(Entries taken from a collection)

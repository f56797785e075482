use std::time::Instant;

use clap::{Parser, Subcommand};
use tokio::io::{AsyncBufReadExt, BufReader};
use tracing_subscriber::{layer::SubscriberExt, util::SubscriberInitExt};

use wordmark::client::{render, HttpWordmarkApi, Orchestrator, SystemClipboard};
use wordmark::{api, config};

#[derive(Parser)]
#[command(name = "wordmark")]
#[command(about = "A random word, its definitions, and what you saw before")]
struct Cli {
    #[command(subcommand)]
    command: Option<Commands>,
}

#[derive(Subcommand)]
enum Commands {
    /// Start the Wordmark server
    Serve {
        /// Port for HTTP API
        #[arg(short, long, default_value = "3000")]
        port: u16,

        /// Address to bind
        #[arg(long, default_value = "127.0.0.1")]
        host: String,
    },
    /// Open the word page in the terminal
    Show {
        /// Server base URL (defaults to WORDMARK_URL or http://127.0.0.1:3000)
        #[arg(short, long)]
        url: Option<String>,
    },
}

/// Initialize tracing with output to stderr (for the terminal page) or stdout
fn init_tracing(use_stderr: bool) {
    let filter = tracing_subscriber::EnvFilter::new(
        std::env::var("RUST_LOG").unwrap_or_else(|_| "wordmark=debug,tower_http=debug".into()),
    );

    if use_stderr {
        // The page owns stdout
        tracing_subscriber::registry()
            .with(filter)
            .with(tracing_subscriber::fmt::layer().with_writer(std::io::stderr))
            .init();
    } else {
        tracing_subscriber::registry()
            .with(filter)
            .with(tracing_subscriber::fmt::layer())
            .init();
    }
}

async fn serve(host: &str, port: u16) -> anyhow::Result<()> {
    let config = config::ServerConfig::from_env();
    tracing::info!(
        "Starting Wordmark server on {}:{} (production: {})",
        host,
        port,
        config.production
    );

    let app = api::create_router(config);

    let listener = tokio::net::TcpListener::bind(format!("{}:{}", host, port)).await?;
    tracing::info!("Wordmark server listening on http://{}:{}", host, port);

    axum::serve(listener, app).await?;
    Ok(())
}

async fn show(url: Option<String>) -> anyhow::Result<()> {
    let api = match url {
        Some(url) => HttpWordmarkApi::new(url)?,
        None => HttpWordmarkApi::from_env()?,
    };
    let mut page = Orchestrator::new(api, SystemClipboard::new());

    println!("{}", render(page.view(), Instant::now()));
    page.load().await;
    println!("{}", render(page.view(), Instant::now()));

    let mut lines = BufReader::new(tokio::io::stdin()).lines();
    loop {
        // While "Copied!" is up, also wake when it expires so the label reverts.
        let line = match page.view().copy_feedback_remaining(Instant::now()) {
            Some(remaining) => tokio::select! {
                line = lines.next_line() => line?,
                _ = tokio::time::sleep(remaining) => {
                    println!("{}", render(page.view(), Instant::now()));
                    continue;
                }
            },
            None => lines.next_line().await?,
        };
        let Some(line) = line else {
            break;
        };

        match line.trim() {
            "n" => {
                println!("{}", render(&Default::default(), Instant::now()));
                page.new_word().await;
            }
            "s" => {
                if let Err(e) = page.save(Instant::now()) {
                    eprintln!("Could not copy: {}", e);
                }
            }
            "h" => page.toggle_history(),
            "q" => break,
            "" => {}
            other => {
                eprintln!("Unknown command {:?}", other);
                continue;
            }
        }
        println!("{}", render(page.view(), Instant::now()));
    }

    Ok(())
}

#[tokio::main]
async fn main() -> anyhow::Result<()> {
    let cli = Cli::parse();

    let use_stderr = matches!(cli.command, Some(Commands::Show { .. }));
    init_tracing(use_stderr);

    match cli.command {
        Some(Commands::Serve { port, host }) => serve(&host, port).await?,
        Some(Commands::Show { url }) => show(url).await?,
        None => serve("127.0.0.1", 3000).await?,
    }

    Ok(())
}
use serde::{Deserialize, Serialize};

/// A word that was shown to the user and when.
///
/// `timestamp` is milliseconds since the Unix epoch. It is good enough as a
/// display and sort key but is not guaranteed to be unique.
#[derive(Debug, Clone, PartialEq, Eq, Serialize, Deserialize)]
pub struct HistoryEntry {
    pub word: String,
    pub timestamp: i64,
}

impl HistoryEntry {
    pub fn new(word: impl Into<String>, timestamp: i64) -> Self {
        Self {
            word: word.into(),
            timestamp,
        }
    }

    /// An entry stamped with the current wall-clock time.
    pub fn now(word: impl Into<String>) -> Self {
        Self::new(word, chrono::Utc::now().timestamp_millis())
    }
}

/// Newest-first list of recently shown words, at most
/// [`HISTORY_CAPACITY`](crate::history::HISTORY_CAPACITY) long.
pub type HistoryList = Vec<HistoryEntry>;

/// Acknowledgement body returned by `POST /api/history`.
#[derive(Debug, Clone, Copy, PartialEq, Eq, Serialize, Deserialize)]
pub struct AppendAck {
    pub success: bool,
}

### TASK TO CARRY OUT
Look above for the line containing "#[derive(Parser)]" and the line containing "page owns stdout". Transcribe both, with the lines between them, exactly.

### RESPONSE FOR THIS EXERCISE
#[derive(Parser)]
#[command(name = "wordmark")]
#[command(about = "A random word, its definitions, and what you saw before")]
struct Cli {
    #[command(subcommand)]
    command: Option<Commands>,
}

#[derive(Subcommand)]
enum Commands {
    /// Start the Wordmark server
    Serve {
        /// Port for HTTP API
        #[arg(short, long, default_value = "3000")]
        port: u16,

        /// Address to bind
        #[arg(long, default_value = "127.0.0.1")]
        host: String,
    },
    /// Open the word page in the terminal
    Show {
        /// Server base URL (defaults to WORDMARK_URL or http://127.0.0.1:3000)
        #[arg(short, long)]
        url: Option<String>,
    },
}

/// Initialize tracing with output to stderr (for the terminal page) or stdout
fn init_tracing(use_stderr: bool) {
    let filter = tracing_subscriber::EnvFilter::new(
        std::env::var("RUST_LOG").unwrap_or_else(|_| "wordmark=debug,tower_http=debug".into()),
    );

    if use_stderr {
        // The page owns stdout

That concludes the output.